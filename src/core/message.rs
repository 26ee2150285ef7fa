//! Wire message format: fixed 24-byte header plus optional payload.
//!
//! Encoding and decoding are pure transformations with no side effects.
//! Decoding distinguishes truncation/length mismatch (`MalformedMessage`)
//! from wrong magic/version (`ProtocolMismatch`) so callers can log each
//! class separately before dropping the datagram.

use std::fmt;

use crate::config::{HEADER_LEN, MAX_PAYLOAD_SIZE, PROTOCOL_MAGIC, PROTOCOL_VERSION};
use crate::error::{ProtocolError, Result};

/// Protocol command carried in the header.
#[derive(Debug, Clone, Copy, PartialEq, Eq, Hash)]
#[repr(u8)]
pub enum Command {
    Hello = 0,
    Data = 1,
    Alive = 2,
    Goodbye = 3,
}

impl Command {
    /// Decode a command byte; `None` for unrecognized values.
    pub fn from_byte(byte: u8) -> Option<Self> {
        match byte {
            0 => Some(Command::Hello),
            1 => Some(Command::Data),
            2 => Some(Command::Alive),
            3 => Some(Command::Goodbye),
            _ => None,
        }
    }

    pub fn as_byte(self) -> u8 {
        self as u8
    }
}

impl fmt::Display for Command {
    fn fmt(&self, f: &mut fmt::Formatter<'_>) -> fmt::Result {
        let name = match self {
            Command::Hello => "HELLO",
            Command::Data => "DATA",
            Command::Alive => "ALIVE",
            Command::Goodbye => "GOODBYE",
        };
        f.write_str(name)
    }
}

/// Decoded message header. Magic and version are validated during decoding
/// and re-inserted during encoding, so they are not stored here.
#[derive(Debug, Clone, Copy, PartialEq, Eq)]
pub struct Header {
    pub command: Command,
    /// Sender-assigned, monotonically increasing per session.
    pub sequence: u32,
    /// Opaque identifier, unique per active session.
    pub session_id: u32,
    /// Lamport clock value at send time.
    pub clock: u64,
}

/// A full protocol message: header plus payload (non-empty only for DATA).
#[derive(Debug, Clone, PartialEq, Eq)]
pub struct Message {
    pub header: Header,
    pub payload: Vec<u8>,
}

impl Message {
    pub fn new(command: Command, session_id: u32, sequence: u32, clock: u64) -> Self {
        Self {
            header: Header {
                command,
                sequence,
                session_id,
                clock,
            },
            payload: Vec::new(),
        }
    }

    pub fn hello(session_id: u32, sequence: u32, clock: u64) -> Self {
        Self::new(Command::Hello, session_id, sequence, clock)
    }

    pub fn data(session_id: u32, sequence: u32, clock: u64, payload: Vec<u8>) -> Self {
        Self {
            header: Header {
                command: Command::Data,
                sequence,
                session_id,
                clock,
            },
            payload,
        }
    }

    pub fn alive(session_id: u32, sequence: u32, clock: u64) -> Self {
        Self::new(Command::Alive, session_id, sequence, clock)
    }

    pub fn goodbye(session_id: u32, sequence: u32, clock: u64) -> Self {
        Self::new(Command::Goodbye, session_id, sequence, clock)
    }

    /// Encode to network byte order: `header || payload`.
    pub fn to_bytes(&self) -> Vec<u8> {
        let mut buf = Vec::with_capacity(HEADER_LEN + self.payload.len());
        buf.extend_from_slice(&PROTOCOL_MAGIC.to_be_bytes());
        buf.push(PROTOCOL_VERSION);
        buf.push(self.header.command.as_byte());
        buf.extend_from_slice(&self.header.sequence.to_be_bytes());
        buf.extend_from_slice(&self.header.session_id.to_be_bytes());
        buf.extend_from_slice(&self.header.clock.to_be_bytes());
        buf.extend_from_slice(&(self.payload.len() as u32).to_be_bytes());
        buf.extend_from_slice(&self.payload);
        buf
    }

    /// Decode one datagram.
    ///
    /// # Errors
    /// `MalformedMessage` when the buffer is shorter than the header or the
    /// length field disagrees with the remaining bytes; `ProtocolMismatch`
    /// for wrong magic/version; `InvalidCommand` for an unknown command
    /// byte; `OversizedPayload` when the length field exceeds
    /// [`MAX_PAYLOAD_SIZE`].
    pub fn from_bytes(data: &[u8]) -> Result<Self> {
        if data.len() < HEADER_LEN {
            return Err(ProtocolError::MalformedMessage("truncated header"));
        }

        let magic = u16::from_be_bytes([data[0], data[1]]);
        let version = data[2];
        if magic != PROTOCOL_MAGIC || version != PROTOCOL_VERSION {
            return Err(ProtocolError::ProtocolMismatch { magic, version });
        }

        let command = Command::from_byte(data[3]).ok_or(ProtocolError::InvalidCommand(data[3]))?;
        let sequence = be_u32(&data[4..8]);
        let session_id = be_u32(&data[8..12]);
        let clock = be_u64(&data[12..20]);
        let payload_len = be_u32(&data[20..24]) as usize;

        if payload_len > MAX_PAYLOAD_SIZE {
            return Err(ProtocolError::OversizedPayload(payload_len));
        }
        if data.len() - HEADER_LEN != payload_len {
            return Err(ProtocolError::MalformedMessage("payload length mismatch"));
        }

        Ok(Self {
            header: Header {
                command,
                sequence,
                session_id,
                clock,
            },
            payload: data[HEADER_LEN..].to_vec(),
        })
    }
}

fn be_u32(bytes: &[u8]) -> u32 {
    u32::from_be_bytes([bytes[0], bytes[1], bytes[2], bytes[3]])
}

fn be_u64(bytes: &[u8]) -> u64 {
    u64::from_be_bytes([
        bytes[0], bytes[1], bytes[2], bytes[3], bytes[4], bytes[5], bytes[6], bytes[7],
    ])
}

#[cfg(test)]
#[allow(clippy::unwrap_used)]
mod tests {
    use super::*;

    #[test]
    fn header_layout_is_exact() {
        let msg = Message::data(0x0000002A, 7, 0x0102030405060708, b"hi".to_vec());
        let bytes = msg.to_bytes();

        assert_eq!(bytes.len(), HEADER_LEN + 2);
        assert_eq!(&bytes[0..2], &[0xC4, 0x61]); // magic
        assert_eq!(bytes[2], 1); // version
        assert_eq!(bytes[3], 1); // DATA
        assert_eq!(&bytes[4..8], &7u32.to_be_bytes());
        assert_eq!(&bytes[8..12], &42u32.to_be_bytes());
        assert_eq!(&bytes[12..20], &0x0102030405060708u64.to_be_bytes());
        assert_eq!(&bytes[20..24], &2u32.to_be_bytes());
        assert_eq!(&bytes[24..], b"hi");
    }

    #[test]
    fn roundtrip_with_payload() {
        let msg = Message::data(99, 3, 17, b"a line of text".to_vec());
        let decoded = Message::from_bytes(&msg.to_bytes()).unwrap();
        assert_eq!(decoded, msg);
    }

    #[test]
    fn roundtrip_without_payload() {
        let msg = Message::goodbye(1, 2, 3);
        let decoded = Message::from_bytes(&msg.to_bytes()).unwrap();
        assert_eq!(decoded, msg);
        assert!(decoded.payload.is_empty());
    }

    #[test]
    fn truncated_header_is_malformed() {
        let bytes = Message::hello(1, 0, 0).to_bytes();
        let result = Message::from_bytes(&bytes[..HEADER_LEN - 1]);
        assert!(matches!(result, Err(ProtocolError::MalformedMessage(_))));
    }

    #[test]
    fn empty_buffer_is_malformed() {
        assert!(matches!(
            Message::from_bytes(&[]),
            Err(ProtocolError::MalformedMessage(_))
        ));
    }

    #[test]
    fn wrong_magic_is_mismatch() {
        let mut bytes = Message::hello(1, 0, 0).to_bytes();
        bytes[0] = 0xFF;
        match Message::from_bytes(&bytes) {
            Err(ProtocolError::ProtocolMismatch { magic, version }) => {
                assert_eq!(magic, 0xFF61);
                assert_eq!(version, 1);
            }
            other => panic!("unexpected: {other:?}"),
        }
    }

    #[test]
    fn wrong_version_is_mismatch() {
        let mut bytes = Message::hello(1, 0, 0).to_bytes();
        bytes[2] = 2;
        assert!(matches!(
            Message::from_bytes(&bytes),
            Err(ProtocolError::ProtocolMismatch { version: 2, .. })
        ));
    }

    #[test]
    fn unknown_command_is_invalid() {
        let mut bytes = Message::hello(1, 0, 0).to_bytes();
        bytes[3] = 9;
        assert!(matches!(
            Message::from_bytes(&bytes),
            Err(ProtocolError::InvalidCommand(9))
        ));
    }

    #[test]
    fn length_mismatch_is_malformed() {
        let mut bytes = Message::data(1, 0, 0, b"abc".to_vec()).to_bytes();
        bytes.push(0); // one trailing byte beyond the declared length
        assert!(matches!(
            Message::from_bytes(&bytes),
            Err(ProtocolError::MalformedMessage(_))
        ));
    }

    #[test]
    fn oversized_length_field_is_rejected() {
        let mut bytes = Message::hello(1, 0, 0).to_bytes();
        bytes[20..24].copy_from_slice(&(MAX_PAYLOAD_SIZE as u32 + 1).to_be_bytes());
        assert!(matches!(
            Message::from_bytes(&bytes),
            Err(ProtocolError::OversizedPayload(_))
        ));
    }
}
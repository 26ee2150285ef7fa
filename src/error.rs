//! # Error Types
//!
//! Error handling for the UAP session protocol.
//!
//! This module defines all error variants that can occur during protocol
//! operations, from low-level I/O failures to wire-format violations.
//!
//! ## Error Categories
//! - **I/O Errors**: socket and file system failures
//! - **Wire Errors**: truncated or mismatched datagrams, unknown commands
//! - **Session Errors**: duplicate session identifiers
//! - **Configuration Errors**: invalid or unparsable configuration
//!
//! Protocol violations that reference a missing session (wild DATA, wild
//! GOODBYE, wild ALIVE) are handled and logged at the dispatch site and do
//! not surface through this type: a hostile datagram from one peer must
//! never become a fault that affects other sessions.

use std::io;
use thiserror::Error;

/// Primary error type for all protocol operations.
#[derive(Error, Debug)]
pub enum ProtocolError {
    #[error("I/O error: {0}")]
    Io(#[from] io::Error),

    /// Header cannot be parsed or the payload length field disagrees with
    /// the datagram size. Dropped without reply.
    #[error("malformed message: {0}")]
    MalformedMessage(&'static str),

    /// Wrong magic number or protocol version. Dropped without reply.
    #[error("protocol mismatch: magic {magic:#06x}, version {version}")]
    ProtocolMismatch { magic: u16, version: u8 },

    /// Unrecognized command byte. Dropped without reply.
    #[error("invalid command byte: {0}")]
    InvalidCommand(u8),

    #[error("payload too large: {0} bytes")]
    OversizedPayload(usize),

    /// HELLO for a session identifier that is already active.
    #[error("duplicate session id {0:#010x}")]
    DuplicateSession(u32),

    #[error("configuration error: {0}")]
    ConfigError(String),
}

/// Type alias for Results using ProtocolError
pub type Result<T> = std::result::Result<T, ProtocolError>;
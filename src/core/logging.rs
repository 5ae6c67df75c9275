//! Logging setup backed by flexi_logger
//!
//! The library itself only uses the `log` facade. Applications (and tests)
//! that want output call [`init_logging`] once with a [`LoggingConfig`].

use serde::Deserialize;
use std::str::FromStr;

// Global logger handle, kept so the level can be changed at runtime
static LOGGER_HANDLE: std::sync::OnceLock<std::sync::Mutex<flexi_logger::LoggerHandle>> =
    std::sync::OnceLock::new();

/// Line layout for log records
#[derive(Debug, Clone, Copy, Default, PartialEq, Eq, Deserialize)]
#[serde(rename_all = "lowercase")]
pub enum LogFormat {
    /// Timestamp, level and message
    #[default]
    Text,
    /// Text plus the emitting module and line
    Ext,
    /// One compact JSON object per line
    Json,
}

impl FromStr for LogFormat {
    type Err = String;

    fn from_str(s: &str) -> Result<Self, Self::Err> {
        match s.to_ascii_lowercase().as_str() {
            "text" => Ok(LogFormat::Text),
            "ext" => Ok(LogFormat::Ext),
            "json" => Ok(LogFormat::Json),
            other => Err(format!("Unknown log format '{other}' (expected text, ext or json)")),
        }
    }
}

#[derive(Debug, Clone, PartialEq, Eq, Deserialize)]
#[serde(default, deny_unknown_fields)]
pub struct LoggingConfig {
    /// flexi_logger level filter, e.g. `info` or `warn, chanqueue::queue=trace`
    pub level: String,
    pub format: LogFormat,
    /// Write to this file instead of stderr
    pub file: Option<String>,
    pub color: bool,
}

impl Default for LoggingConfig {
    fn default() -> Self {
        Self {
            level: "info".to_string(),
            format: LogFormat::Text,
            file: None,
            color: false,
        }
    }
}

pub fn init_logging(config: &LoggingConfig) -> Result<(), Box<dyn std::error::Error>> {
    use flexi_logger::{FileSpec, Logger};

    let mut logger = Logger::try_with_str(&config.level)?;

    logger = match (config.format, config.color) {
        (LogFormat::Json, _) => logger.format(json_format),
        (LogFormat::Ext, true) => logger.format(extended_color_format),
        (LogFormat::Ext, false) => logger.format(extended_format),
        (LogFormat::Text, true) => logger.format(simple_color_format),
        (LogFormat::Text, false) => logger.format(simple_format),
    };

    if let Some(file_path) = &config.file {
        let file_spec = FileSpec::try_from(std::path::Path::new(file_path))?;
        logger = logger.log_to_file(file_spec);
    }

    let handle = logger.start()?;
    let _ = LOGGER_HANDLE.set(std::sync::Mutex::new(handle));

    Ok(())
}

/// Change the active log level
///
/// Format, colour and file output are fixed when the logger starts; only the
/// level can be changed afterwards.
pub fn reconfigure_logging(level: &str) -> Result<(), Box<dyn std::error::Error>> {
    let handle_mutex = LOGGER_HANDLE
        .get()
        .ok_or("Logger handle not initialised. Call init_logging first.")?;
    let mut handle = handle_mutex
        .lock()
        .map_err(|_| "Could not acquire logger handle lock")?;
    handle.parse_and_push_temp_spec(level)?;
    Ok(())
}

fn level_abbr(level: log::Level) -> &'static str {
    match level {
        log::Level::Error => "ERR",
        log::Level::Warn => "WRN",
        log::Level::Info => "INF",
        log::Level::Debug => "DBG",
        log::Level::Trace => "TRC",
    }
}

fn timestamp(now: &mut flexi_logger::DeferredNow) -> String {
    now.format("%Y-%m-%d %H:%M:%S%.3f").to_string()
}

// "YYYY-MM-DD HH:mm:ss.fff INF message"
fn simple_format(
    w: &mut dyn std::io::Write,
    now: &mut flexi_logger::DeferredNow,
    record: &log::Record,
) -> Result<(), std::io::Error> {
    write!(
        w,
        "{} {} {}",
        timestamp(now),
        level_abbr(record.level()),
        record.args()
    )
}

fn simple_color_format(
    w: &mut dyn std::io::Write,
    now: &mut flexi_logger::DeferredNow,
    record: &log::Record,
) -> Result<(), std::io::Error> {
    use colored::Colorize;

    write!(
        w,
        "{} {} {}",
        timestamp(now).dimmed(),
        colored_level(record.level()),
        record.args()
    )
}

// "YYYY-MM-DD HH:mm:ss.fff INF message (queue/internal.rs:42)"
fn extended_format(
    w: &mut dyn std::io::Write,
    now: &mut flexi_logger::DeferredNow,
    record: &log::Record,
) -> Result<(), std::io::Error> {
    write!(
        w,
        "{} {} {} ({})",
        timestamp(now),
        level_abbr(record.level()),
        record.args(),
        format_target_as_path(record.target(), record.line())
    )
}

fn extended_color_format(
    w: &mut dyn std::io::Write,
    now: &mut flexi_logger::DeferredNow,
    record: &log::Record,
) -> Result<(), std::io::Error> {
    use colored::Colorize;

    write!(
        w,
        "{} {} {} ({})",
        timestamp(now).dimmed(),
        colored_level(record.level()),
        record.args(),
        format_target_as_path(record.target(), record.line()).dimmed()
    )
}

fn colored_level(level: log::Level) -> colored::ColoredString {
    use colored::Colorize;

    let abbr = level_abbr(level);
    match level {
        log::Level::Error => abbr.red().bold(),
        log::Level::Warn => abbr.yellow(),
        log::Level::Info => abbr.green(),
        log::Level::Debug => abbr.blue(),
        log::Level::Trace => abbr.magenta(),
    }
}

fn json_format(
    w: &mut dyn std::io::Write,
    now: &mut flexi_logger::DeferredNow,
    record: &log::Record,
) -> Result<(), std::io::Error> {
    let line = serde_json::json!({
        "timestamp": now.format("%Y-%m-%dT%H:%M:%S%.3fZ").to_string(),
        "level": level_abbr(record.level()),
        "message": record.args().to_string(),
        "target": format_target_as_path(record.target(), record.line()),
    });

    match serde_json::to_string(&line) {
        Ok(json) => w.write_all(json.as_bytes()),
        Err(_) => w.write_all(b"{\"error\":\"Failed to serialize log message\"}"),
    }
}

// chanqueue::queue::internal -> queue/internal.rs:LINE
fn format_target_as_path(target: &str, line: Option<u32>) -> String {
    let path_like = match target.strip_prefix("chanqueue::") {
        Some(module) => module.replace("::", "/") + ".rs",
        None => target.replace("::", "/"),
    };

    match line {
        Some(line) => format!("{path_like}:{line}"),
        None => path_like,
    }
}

--------------------------------------------------

## Problem requirements
In the listing above, find the line with "(LogFormat::Ext, true) =>" and the line with "(LogFormat::Text, true) =>", then reproduce both and every line between them exactly.

## Response box
        (LogFormat::Ext, true) => logger.format(extended_color_format),
        (LogFormat::Ext, false) => logger.format(extended_format),
        (LogFormat::Text, true) => logger.format(simple_color_format),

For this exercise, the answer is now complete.